Am 23. Oktober 2010 wurde aus einem fahrenden PKW ein Schuss auf ein Döner-Restaurant in einem hessischen Ort abgegeben. Im Zuge der darauf eingeleiteten Fahndungsmaßnahmen entdeckte eine Polizeistreife auf einem Tankstellengelände das mutmaßliche Tatfahrzeug. Der Kläger befand sich zusammen mit einem Mitarbeiter im Verkaufsraum der Tankstelle. Weil auch die grobe Personenbeschreibung der Täter auf den Kläger und seinen Begleiter passte, gingen die Polizeibeamten davon aus, dass es sich bei ihnen um die Tatverdächtigen handele. Nachdem eine weitere Streifenwagenbesatzung zur Verstärkung eingetroffen war, liefen die Polizeibeamten in den Tankstellenverkaufsraum. Da sie vermuteten, der Kläger und dessen Mitarbeiter führten eine Schusswaffe mit sich, forderten sie zur Eigensicherung beide auf, die Hände hoch zu nehmen, brachten sie zu Boden und legten ihnen Handschellen an. Dabei erlitt der Kläger eine Schulterverletzung. Es stellte sich alsbald heraus, dass er und sein Mitarbeiter mit der Schussabgabe nichts zu tun hatten. Darauf wurden ihnen die Handfesseln abgenommen. Der Kläger verlangt Ersatz des aufgrund der Verletzung erlittenen Vermögensschadens und ein Schmerzensgeld.
Prozessverlauf:
Die Vorinstanzen haben angenommen, die Polizeibeamten hätten angesichts der Sachlage, die sich ihnen dargeboten habe, zwar rechtmäßig unmittelbaren Zwang zur Durchsetzung einer Identitätsfeststellung gemäß § 163b Abs. 1 StPO* angewendet. Jedoch habe der Kläger einen Entschädigungsanspruch aus Aufopferung. Auf der Grundlage der bisherigen Rechtsprechung des Bundesgerichtshofs haben das Land- und das Oberlandesgericht allerdings nur einen Ausgleich für den erlittenen materiellen Schaden zuerkannt. Die Schmerzensforderung haben sie für unbegründet gehalten.

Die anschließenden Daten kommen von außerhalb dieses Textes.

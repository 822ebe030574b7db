//! Executive authority state machine.
//!
//! # Responsibility
//! - Model the bootstrap handover as an explicit two-state machine.
//!
//! # Invariants
//! - Exactly one executive principal exists at any time.
//! - `Constructed` is terminal: no transition leads back to `Unconstructed`.

use crate::model::principal::Principal;
use serde::{Deserialize, Serialize};

/// Bootstrap phase of the executor.
#[derive(Debug, Clone, Copy, PartialEq, Eq, Serialize, Deserialize)]
#[serde(rename_all = "snake_case")]
pub enum ExecutivePhase {
    /// Deploying authority still holds the executive role.
    Unconstructed,
    /// Executive role has been handed to the executor itself.
    Constructed,
}

impl ExecutivePhase {
    /// Stable string id used for persistence.
    pub fn as_str(self) -> &'static str {
        match self {
            Self::Unconstructed => "unconstructed",
            Self::Constructed => "constructed",
        }
    }

    pub fn parse(value: &str) -> Option<Self> {
        match value {
            "unconstructed" => Some(Self::Unconstructed),
            "constructed" => Some(Self::Constructed),
            _ => None,
        }
    }
}

/// Current executive holder together with its bootstrap phase.
#[derive(Debug, Clone, PartialEq, Eq, Serialize, Deserialize)]
#[serde(tag = "phase", rename_all = "snake_case")]
pub enum ExecutiveState {
    Unconstructed { deployer: Principal },
    Constructed { executor: Principal },
}

impl ExecutiveState {
    /// Initial state right after deployment.
    pub fn deployed_by(deployer: Principal) -> Self {
        Self::Unconstructed { deployer }
    }

    pub fn phase(&self) -> ExecutivePhase {
        match self {
            Self::Unconstructed { .. } => ExecutivePhase::Unconstructed,
            Self::Constructed { .. } => ExecutivePhase::Constructed,
        }
    }

    /// Principal currently holding the executive role.
    pub fn holder(&self) -> &Principal {
        match self {
            Self::Unconstructed { deployer } => deployer,
            Self::Constructed { executor } => executor,
        }
    }

    pub fn is_held_by(&self, caller: &Principal) -> bool {
        self.holder() == caller
    }

    /// Hands the executive role to `executor`.
    ///
    /// Applying the handover to an already constructed state keeps it
    /// constructed under the given executor identity.
    pub fn hand_over(self, executor: Principal) -> Self {
        Self::Constructed { executor }
    }
}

Die Entscheidung des Bundesgerichtshofs:
Der III. Zivilsenat hat unter Aufgabe seiner früheren Rechtsprechung darauf erkannt, dass der Entschädigungsanspruch aus Aufopferung auch den Ausgleich immaterieller Schäden, mithin auch ein Schmerzensgeld, umfasst.
Der Senat hat in seiner früheren "Grundentscheidung" vom 13. Februar 1956 (III ZR 175/54, BGHZ 20, 61, 68 ff) ausgeführt, aus der Gesamtbetrachtung der Rechtsordnung ergebe sich, dass Ersatz für immaterielle Schäden grundsätzlich nicht geschuldet werde. Nur in jeweils ausnahmsweise ausdrücklich gesetzlich normierten Fällen gebe es einen Ersatzanspruch auch für Nichtvermögensschäden. Eine entsprechende Bestimmung fehle für den allgemeinen Aufopferungsanspruch, der sich gewohnheitsrechtlich aus §§ 74**, 75*** der Einleitung des Allgemeinen Landrechts für die Preußischen Staaten vom 1. Juni 1794 entwickelt habe.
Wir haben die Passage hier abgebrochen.